14 points d'avance pour Iouchtchenko

Kiev — Une Ukraine profondément divisée et changée par la «révolution orange» se rend aux urnes ce week-end pour le «troisième tour» de la présidentielle dans la crainte que le bras-de-fer tourne à la violence si les résultats sont une nouvelle fois contestés par l'un des camps.

Le candidat de l'opposition Viktor Iouchtchenko, bénéficiant d'un courant de sympathie croissant dans l'opinion, espère l'emporter haut la main. Il est donné gagnant avec 14 points d'avance sur son rival, le premier ministre prorusse Viktor Ianoukovitch, selon un sondage publié hier.

M. Iouchtchenko, un proeuropéen, est crédité de 51 % des intentions de vote alors que M. Ianoukovitch obtiendrait 37 % des suffrages, selon ce sondage de l'Institut de recherche sociologique et du Centre de monitoring social réalisé mardi dernier auprès de 2035 personnes issues de toutes les régions d'Ukraine.

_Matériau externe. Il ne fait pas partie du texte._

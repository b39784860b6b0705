//! Framed TCP connections between coordinator and workers.

use std::io;
use std::time::Duration;

use tokio::io::{AsyncReadExt, AsyncWriteExt};
use tokio::net::tcp::{OwnedReadHalf, OwnedWriteHalf};
use tokio::net::{TcpListener, TcpStream};
use tokio::sync::Mutex;

use crate::error::{Result, TransportError};
use crate::protocol::{Frame, FrameHeader, FRAME_HEADER_SIZE, MAX_PAYLOAD_SIZE};

/// Dials `addr`, giving up after `timeout`.
pub async fn dial(addr: &str, timeout: Duration) -> Result<FramedConnection> {
    let stream = match tokio::time::timeout(timeout, TcpStream::connect(addr)).await {
        Err(_) => {
            return Err(TransportError::ConnectionTimeout {
                addr: addr.to_string(),
                timeout_ms: timeout.as_millis() as u64,
            })
        }
        Ok(Err(e)) if e.kind() == io::ErrorKind::ConnectionRefused => {
            return Err(TransportError::ConnectionRefused {
                addr: addr.to_string(),
            })
        }
        Ok(result) => result?,
    };
    tracing::debug!(addr, "dialed");
    FramedConnection::from_stream(stream)
}

/// Binds a listener for worker RPC.
pub async fn bind(addr: &str) -> Result<TcpListener> {
    Ok(TcpListener::bind(addr).await?)
}

/// One TCP stream carrying [`Frame`]s.
///
/// Reads and writes lock separate halves, so a reader task and concurrent
/// senders never block each other.
pub struct FramedConnection {
    reader: Mutex<OwnedReadHalf>,
    writer: Mutex<OwnedWriteHalf>,
    peer: String,
}

impl FramedConnection {
    pub(crate) fn from_stream(stream: TcpStream) -> Result<Self> {
        stream.set_nodelay(true)?;
        let peer = stream.peer_addr()?.to_string();
        let (reader, writer) = stream.into_split();
        Ok(Self {
            reader: Mutex::new(reader),
            writer: Mutex::new(writer),
            peer,
        })
    }

    /// Writes one frame.
    pub async fn send(&self, frame: &Frame) -> Result<()> {
        let bytes = frame.encode();
        let mut writer = self.writer.lock().await;
        writer.write_all(&bytes).await?;
        writer.flush().await?;
        Ok(())
    }

    /// Reads the next frame; `None` when the peer closed between frames.
    pub async fn recv(&self) -> Result<Option<Frame>> {
        let mut reader = self.reader.lock().await;
        let mut header = [0u8; FRAME_HEADER_SIZE];
        let mut filled = 0;
        while filled < FRAME_HEADER_SIZE {
            let n = reader.read(&mut header[filled..]).await?;
            if n == 0 {
                if filled == 0 {
                    return Ok(None);
                }
                return Err(io::Error::from(io::ErrorKind::UnexpectedEof).into());
            }
            filled += n;
        }
        let header = FrameHeader::decode(&header)?;
        if header.payload_length > MAX_PAYLOAD_SIZE {
            return Err(TransportError::PayloadTooLarge {
                size: header.payload_length,
                max_size: MAX_PAYLOAD_SIZE,
            });
        }
        let mut payload = vec![0u8; header.payload_length as usize];
        reader.read_exact(&mut payload).await?;
        let frame = Frame { header, payload };
        frame.validate()?;
        Ok(Some(frame))
    }

    /// Shuts down the write half; the peer's next `recv` returns `None`.
    pub async fn close(&self) -> Result<()> {
        self.writer.lock().await.shutdown().await?;
        Ok(())
    }

    /// Remote address.
    pub fn peer_addr(&self) -> &str {
        &self.peer
    }
}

À trois jours du scrutin, les services de sécurité ukrainiens ont démenti hier toute implication dans le mystérieux empoisonnement à la dioxine du chef de l'opposition, Viktor Iouchtchenko.

Dans un communiqué publié sur Internet, le Service de sécurité d'État affirme n'avoir «aucun lien avec la détérioration» de la santé du candidat réformateur. Il ajoute «ne pas avoir obtenu un seul document officiel qui pourrait apporter [...] une base pour déterminer le moment, le lieu ou le fait de l'empoisonnement».

M. Iouchtchenko pense avoir été probablement empoisonné lors d'un dîner, le 5 septembre, avec le chef des services de sécurité, Ihor Smechko, et son adjoint, Volodimir Satsiouk. Les deux hommes nient toute implication.

La dioxine a défiguré le candidat réformateur mais ne l'a pas empêché de continuer à faire campagne. Le parquet et une commission parlementaire spéciale ont ouvert une enquête sur l'affaire et les services de sécurité se sont dits prêts à participer aux investigations.

Ce dossier et les rumeurs sur le risque de troubles le jour du vote ont exacerbé les tensions à l'approche du «troisième tour» de la présidentielle, supervisé par quelque 8000 observateurs et mené en vertu de nouvelles règles électorales de lutte contre la fraude.

La campagne a mis en évidence le clivage profond entre l'est du pays, industriel et russophone, favorable au candidat prorusse Viktor Ianoukovitch, et l'ouest et le centre du pays, qui soutiennent majoritairement M. Iouchtchenko.

Certaines régions de l'est ont brandi la menace d'une sécession en cas de victoire du candidat pro-occidental. M. Ianoukovitch a de son côté déclaré que si son rival était élu, il ne serait jamais considéré comme le président de l'ensemble du pays.

Viatcheslav Astapov, porte-parole du bureau du parquet général, a annoncé que celui-ci était informé d'allégations sur des projets destinés à perturber le scrutin. Il a précisé que le parquet «réagira et prendra les mesures appropriées».

M. Iouchtchenko a affirmé mercredi devant des milliers de partisans réunis sur la place de l'Indépendance à Kiev que des groupes se préparaient à gagner la capitale pour perturber le vote. Une allégation démentie par le camp Ianoukovitch.

«Le scrutin du 26 décembre ne sera pas une promenade de santé», a averti M. Iouchtchenko dans un discours en plein air marquant le premier mois de la «révolution orange». Il a appelé ses fidèles à se réunir après le vote, faisant écho à un appel similaire qu'il avait lancé après le second tour du 21 novembre.

À l'issue de l'élection, ses partisans avaient manifesté massivement dans les rues de Kiev pour contester le scrutin. M. Ianoukovitch avait été déclaré vainqueur, mais l'élection avait ensuite été annulée par la Cour suprême pour cause de fraude électorale.

Surfant sur la vague «orange» la couleur symbole de son camp, et le tollé suscité par la falsification du scrutin, M. Iouchtchenko fait désormais figure de grand favori alors que son rival paraît de plus en plus isolé. Viktor Ianoukovitch, qui était considéré comme le candidat du pouvoir, a en effet été lâché par le président sortant Leonid Koutchma et semble de moins en moins soutenu par Moscou, le Kremlin se disant prêt à travailler avec Iouchtchenko.